Los Angeles County has confirmed its first flu death of the season, and with the bulk of the season still ahead, health officials are reminding residents to get vaccinated.
The person who died was elderly and had multiple underlying health conditions, according to the county Department of Public Health. There was no record of the person being vaccinated for flu this season, officials added.
“Although most people recover from influenza without complications, this death is a reminder that influenza can be a serious illness. … Annually, thousands of people nationwide are hospitalized or die from influenza-associated illness,” health officials said in a statement.
Statewide, nine people have died from flu since Oct. 1, according to the latest data from the California Department of Public Health.
Flu season usually runs from October through May and peaks around February, but every season is different. An estimated 670 Californians died from flu during the 2022-23 season, public health figures show.
Federal health officials have long recommended most everyone get an annual flu shot. But that call has taken on increased urgency in recent years, given the additional threat posed by COVID-19 and respiratory syncytial virus, or RSV.
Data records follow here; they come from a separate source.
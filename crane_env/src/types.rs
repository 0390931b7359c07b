//! Common types for the crane replay environment abstraction.

use serde::{Deserialize, Serialize};
use uuid::Uuid;

/// Unique identifier for one replay session.
///
/// Used to tag log lines and exports; stale-result rejection uses the
/// session's generation counter, not this id.
#[derive(Debug, Clone, Copy, PartialEq, Eq, Hash, Serialize, Deserialize)]
pub struct SessionId(pub Uuid);

impl SessionId {
    /// Creates a new random SessionId.
    pub fn new() -> Self {
        Self(Uuid::new_v4())
    }
}

impl Default for SessionId {
    fn default() -> Self {
        Self::new()
    }
}

impl std::fmt::Display for SessionId {
    fn fmt(&self, f: &mut std::fmt::Formatter<'_>) -> std::fmt::Result {
        // Show first 8 chars for readability
        write!(f, "{}", &self.0.to_string()[..8])
    }
}

#[cfg(test)]
mod tests {
    use super::*;

    #[test]
    fn test_session_ids_are_unique() {
        assert_ne!(SessionId::new(), SessionId::new());
    }

    #[test]
    fn test_session_id_display_is_short() {
        let id = SessionId::new();
        assert_eq!(id.to_string().len(), 8);
    }
}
Health officials are preparing for the possibility of a renewed “tripledemic” this winter, with all three viruses circulating widely at the same time. Last year, Southern California was hit hard by an early onslaught of RSV, a historically strong start to the flu season and a COVID-19 spike — straining a healthcare system already stretched thin and sending patients to the emergency room in droves.
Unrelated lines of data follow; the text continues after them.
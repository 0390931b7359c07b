//! Recorded crane history: samples, hook positions and the ordered sequence.
//!
//! A `RecordSequence` is built once per session and frozen afterwards. The
//! only mutation it allows is the cargo-type annotation pass that follows a
//! completed classification, and that pass is crate-private so it can only
//! happen through the playback clock.

use nalgebra::Vector3;
use serde::{Deserialize, Serialize};
use std::collections::HashMap;

// ============================================================================
// CARGO TYPE
// ============================================================================

/// What is hanging on the hook.
#[derive(Debug, Clone, Copy, PartialEq, Eq, Hash, Serialize, Deserialize)]
#[serde(rename_all = "lowercase")]
pub enum CargoType {
    Concrete,
    Rebar,
    Panel,
    Default,
}

impl CargoType {
    /// Maps a free-form classifier label to a cargo type.
    ///
    /// Unknown labels fall back to `Default` so a renderer always has
    /// something to draw.
    pub fn from_label(label: &str) -> Self {
        match label.trim().to_lowercase().as_str() {
            "concrete" => CargoType::Concrete,
            "rebar" => CargoType::Rebar,
            "panel" => CargoType::Panel,
            _ => CargoType::Default,
        }
    }

    /// Returns the wire name.
    pub fn name(&self) -> &'static str {
        match self {
            CargoType::Concrete => "concrete",
            CargoType::Rebar => "rebar",
            CargoType::Panel => "panel",
            CargoType::Default => "default",
        }
    }
}

impl std::fmt::Display for CargoType {
    fn fmt(&self, f: &mut std::fmt::Formatter<'_>) -> std::fmt::Result {
        write!(f, "{}", self.name())
    }
}

// ============================================================================
// POSITION
// ============================================================================

/// Hook position in the crane's local frame (meters).
///
/// `y` is up; the slewing plane is `x`/`z`.
#[derive(Debug, Clone, Copy, PartialEq, Default, Serialize, Deserialize)]
pub struct Position {
    pub x: f64,
    pub y: f64,
    pub z: f64,
}

impl Position {
    pub fn new(x: f64, y: f64, z: f64) -> Self {
        Self { x, y, z }
    }

    /// Converts trolley radius, slewing angle (degrees) and hook height
    /// into a cartesian position.
    ///
    /// `x = r·cos(θ)`, `y = h`, `z = r·sin(θ)`
    pub fn from_polar(radius: f64, angle_degrees: f64, height: f64) -> Self {
        let theta = angle_degrees.to_radians();
        Self {
            x: radius * theta.cos(),
            y: height,
            z: radius * theta.sin(),
        }
    }

    #[inline]
    pub fn to_vector(self) -> Vector3<f64> {
        Vector3::new(self.x, self.y, self.z)
    }

    #[inline]
    pub fn from_vector(v: Vector3<f64>) -> Self {
        Self::new(v.x, v.y, v.z)
    }

    /// Euclidean distance in 3D.
    pub fn distance_to(&self, other: &Position) -> f64 {
        (self.to_vector() - other.to_vector()).norm()
    }

    /// Distance in the slewing plane, ignoring hook height.
    pub fn horizontal_distance_to(&self, other: &Position) -> f64 {
        let dx = self.x - other.x;
        let dz = self.z - other.z;
        (dx * dx + dz * dz).sqrt()
    }
}

// ============================================================================
// RECORD
// ============================================================================

/// One time-stamped sensor sample.
#[derive(Debug, Clone, PartialEq, Serialize, Deserialize)]
pub struct Record {
    /// Absolute time (epoch milliseconds)
    pub timestamp_millis: i64,

    /// Milliseconds since the first record of the sequence
    pub relative_millis: i64,

    /// Trolley radius (m)
    pub radius: f64,

    /// Hook height (m)
    pub height: f64,

    /// Slewing angle (degrees)
    pub angle: f64,

    /// Load weight (t)
    pub weight: Option<f64>,

    /// Wind speed (m/s)
    pub wind: Option<f64>,

    /// Rope branch count, never below 1
    pub reeving: u32,

    /// Hoist torque (% of rated)
    pub torque: Option<f64>,

    /// Filled in by the analytics merge
    pub cargo_type: Option<CargoType>,
}

impl Record {
    /// Creates a record with the essential fields; optional channels are empty.
    pub fn new(timestamp_millis: i64, radius: f64, height: f64, angle: f64) -> Self {
        Self {
            timestamp_millis,
            relative_millis: 0,
            radius,
            height,
            angle,
            weight: None,
            wind: None,
            reeving: 1,
            torque: None,
            cargo_type: None,
        }
    }

    pub fn with_weight(mut self, weight: f64) -> Self {
        self.weight = Some(weight);
        self
    }

    pub fn with_wind(mut self, wind: f64) -> Self {
        self.wind = Some(wind);
        self
    }

    pub fn with_reeving(mut self, reeving: i64) -> Self {
        self.reeving = normalize_reeving(Some(reeving));
        self
    }

    /// Hook position derived from radius, angle and height.
    pub fn hook_position(&self) -> Position {
        Position::from_polar(self.radius, self.angle, self.height)
    }

    /// Weight with a missing reading treated as an empty hook.
    #[inline]
    pub fn weight_or_zero(&self) -> f64 {
        self.weight.unwrap_or(0.0)
    }
}

/// Rope branch count: absent or non-positive readings become 1.
pub fn normalize_reeving(raw: Option<i64>) -> u32 {
    match raw {
        Some(r) if r >= 1 => u32::try_from(r).unwrap_or(u32::MAX),
        _ => 1,
    }
}

// ============================================================================
// RECORD SEQUENCE
// ============================================================================

/// The ordered, frozen history of one playback session.
///
/// Invariants:
/// - sorted ascending by `timestamp_millis` (stable: equal stamps keep ingestion order)
/// - `records[0].relative_millis == 0`
/// - every record has finite `radius`, `height` and `angle`
#[derive(Debug, Clone, Default, PartialEq, Serialize)]
pub struct RecordSequence {
    records: Vec<Record>,
}

impl RecordSequence {
    /// Validates, sorts and re-bases a batch of ingested records.
    ///
    /// Non-finite optional channels (`weight`, `wind`, `torque`) are dropped to `None`;
    /// non-finite essentials are rejected.
    pub fn new(mut records: Vec<Record>) -> Result<Self, RecordError> {
        for (index, record) in records.iter_mut().enumerate() {
            if !record.radius.is_finite() {
                return Err(RecordError::NonFinite { index, field: "radius" });
            }
            if !record.height.is_finite() {
                return Err(RecordError::NonFinite { index, field: "height" });
            }
            if !record.angle.is_finite() {
                return Err(RecordError::NonFinite { index, field: "angle" });
            }
            if record.weight.is_some_and(|w| !w.is_finite()) {
                record.weight = None;
            }
            if record.wind.is_some_and(|w| !w.is_finite()) {
                record.wind = None;
            }
            if record.torque.is_some_and(|t| !t.is_finite()) {
                record.torque = None;
            }
            record.reeving = record.reeving.max(1);
        }

        records.sort_by_key(|r| r.timestamp_millis);

        if let Some(first) = records.first().map(|r| r.timestamp_millis) {
            for record in &mut records {
                record.relative_millis = record.timestamp_millis.saturating_sub(first);
            }
        }

        Ok(Self { records })
    }

    /// An empty history (controls disabled, nothing to analyse).
    pub fn empty() -> Self {
        Self::default()
    }

    #[inline]
    pub fn len(&self) -> usize {
        self.records.len()
    }

    #[inline]
    pub fn is_empty(&self) -> bool {
        self.records.is_empty()
    }

    pub fn get(&self, index: usize) -> Option<&Record> {
        self.records.get(index)
    }

    pub fn records(&self) -> &[Record] {
        &self.records
    }

    pub fn iter(&self) -> impl Iterator<Item = &Record> {
        self.records.iter()
    }

    pub fn last_index(&self) -> usize {
        self.records.len().saturating_sub(1)
    }

    /// Relative time of the last record, or 0 with fewer than two records.
    pub fn total_duration_millis(&self) -> i64 {
        if self.records.len() < 2 {
            return 0;
        }
        self.records
            .last()
            .map(|r| r.relative_millis)
            .unwrap_or(0)
    }

    /// Relative time of the record at `index` (0 when out of range).
    pub fn relative_millis_at(&self, index: usize) -> i64 {
        self.records.get(index).map(|r| r.relative_millis).unwrap_or(0)
    }

    /// Replaces every record's cargo type in one pass.
    ///
    /// Records missing from `assignments` are reset to `None`.
    pub(crate) fn apply_cargo_types(&mut self, assignments: &HashMap<usize, Option<CargoType>>) {
        for (index, record) in self.records.iter_mut().enumerate() {
            record.cargo_type = assignments.get(&index).copied().flatten();
        }
    }
}

// ============================================================================
// ERRORS
// ============================================================================

/// Errors raised while building a record sequence.
#[derive(Debug, Clone, PartialEq, thiserror::Error)]
pub enum RecordError {
    #[error("Record {index}: {field} is not a finite number")]
    NonFinite { index: usize, field: &'static str },
}

// ============================================================================
// TESTS
// ============================================================================

#[cfg(test)]
mod tests {
    use super::*;
    use approx::assert_relative_eq;

    #[test]
    fn test_sequence_sorts_and_rebases() {
        let seq = RecordSequence::new(vec![
            Record::new(5_000, 10.0, 5.0, 0.0),
            Record::new(1_000, 10.0, 5.0, 0.0),
            Record::new(3_000, 10.0, 5.0, 0.0),
        ])
        .unwrap();

        let relative: Vec<i64> = seq.iter().map(|r| r.relative_millis).collect();
        assert_eq!(relative, vec![0, 2_000, 4_000]);
        assert_eq!(seq.total_duration_millis(), 4_000);
    }

    #[test]
    fn test_sequence_stable_for_equal_timestamps() {
        let seq = RecordSequence::new(vec![
            Record::new(1_000, 1.0, 0.0, 0.0),
            Record::new(1_000, 2.0, 0.0, 0.0),
            Record::new(0, 3.0, 0.0, 0.0),
        ])
        .unwrap();

        let radii: Vec<f64> = seq.iter().map(|r| r.radius).collect();
        assert_eq!(radii, vec![3.0, 1.0, 2.0]);
    }

    #[test]
    fn test_sequence_rejects_non_finite_essentials() {
        let err = RecordSequence::new(vec![
            Record::new(0, 1.0, 0.0, 0.0),
            Record::new(10, 1.0, f64::NAN, 0.0),
        ])
        .unwrap_err();
        assert_eq!(err, RecordError::NonFinite { index: 1, field: "height" });
    }

    #[test]
    fn test_sequence_drops_non_finite_optionals() {
        let seq = RecordSequence::new(vec![Record::new(0, 1.0, 0.0, 0.0)
            .with_weight(f64::INFINITY)
            .with_wind(3.0)])
        .unwrap();
        assert_eq!(seq.records()[0].weight, None);
        assert_eq!(seq.records()[0].wind, Some(3.0));
    }

    #[test]
    fn test_rebase_saturates_on_extreme_timestamps() {
        let seq = RecordSequence::new(vec![
            Record::new(i64::MAX, 1.0, 0.0, 0.0),
            Record::new(i64::MIN, 2.0, 0.0, 0.0),
        ])
        .unwrap();

        assert_eq!(seq.records()[0].relative_millis, 0);
        assert_eq!(seq.records()[1].relative_millis, i64::MAX);
        assert_eq!(seq.total_duration_millis(), i64::MAX);
    }

    #[test]
    fn test_total_duration_short_sequences() {
        assert_eq!(RecordSequence::empty().total_duration_millis(), 0);
        let single = RecordSequence::new(vec![Record::new(42, 1.0, 0.0, 0.0)]).unwrap();
        assert_eq!(single.total_duration_millis(), 0);
    }

    #[test]
    fn test_normalize_reeving() {
        assert_eq!(normalize_reeving(None), 1);
        assert_eq!(normalize_reeving(Some(0)), 1);
        assert_eq!(normalize_reeving(Some(-3)), 1);
        assert_eq!(normalize_reeving(Some(4)), 4);
    }

    #[test]
    fn test_hook_position_from_polar() {
        let record = Record::new(0, 20.0, 15.0, 90.0);
        let pos = record.hook_position();
        assert_relative_eq!(pos.x, 0.0, epsilon = 1e-9);
        assert_relative_eq!(pos.y, 15.0);
        assert_relative_eq!(pos.z, 20.0, epsilon = 1e-9);
    }

    #[test]
    fn test_horizontal_distance_ignores_height() {
        let a = Position::new(0.0, 0.0, 0.0);
        let b = Position::new(3.0, 50.0, 4.0);
        assert_relative_eq!(a.horizontal_distance_to(&b), 5.0);
        assert!(a.distance_to(&b) > 50.0);
    }

    #[test]
    fn test_cargo_label_mapping() {
        assert_eq!(CargoType::from_label("Concrete"), CargoType::Concrete);
        assert_eq!(CargoType::from_label("rebar"), CargoType::Rebar);
        assert_eq!(CargoType::from_label("bricks"), CargoType::Default);
    }

    #[test]
    fn test_apply_cargo_types_resets_unlisted() {
        let mut seq = RecordSequence::new(vec![
            Record::new(0, 1.0, 0.0, 0.0),
            Record::new(10, 1.0, 0.0, 0.0),
        ])
        .unwrap();

        let mut first = HashMap::new();
        first.insert(0, Some(CargoType::Panel));
        first.insert(1, Some(CargoType::Rebar));
        seq.apply_cargo_types(&first);

        let mut second = HashMap::new();
        second.insert(1, Some(CargoType::Concrete));
        seq.apply_cargo_types(&second);

        assert_eq!(seq.records()[0].cargo_type, None);
        assert_eq!(seq.records()[1].cargo_type, Some(CargoType::Concrete));
    }
}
“Current indicators of influenza activity in Los Angeles County are in line with past seasons and have been rising in recent weeks,” officials said.
As of the week that ended Nov. 4, the most recent period for which data are available, flu activity was still considered low statewide, according to the U.S. Centers for Disease Control and Prevention.
But flu activity is increasing as the holiday season approaches, and officials largely recommend everyone age 6 months and older, especially older adults and those with weakened immune systems, get vaccinated.
Although some healthy people may be unfazed by flu season, officials say they should still get the shot so they don’t spread the illness to someone who might not recover as quickly.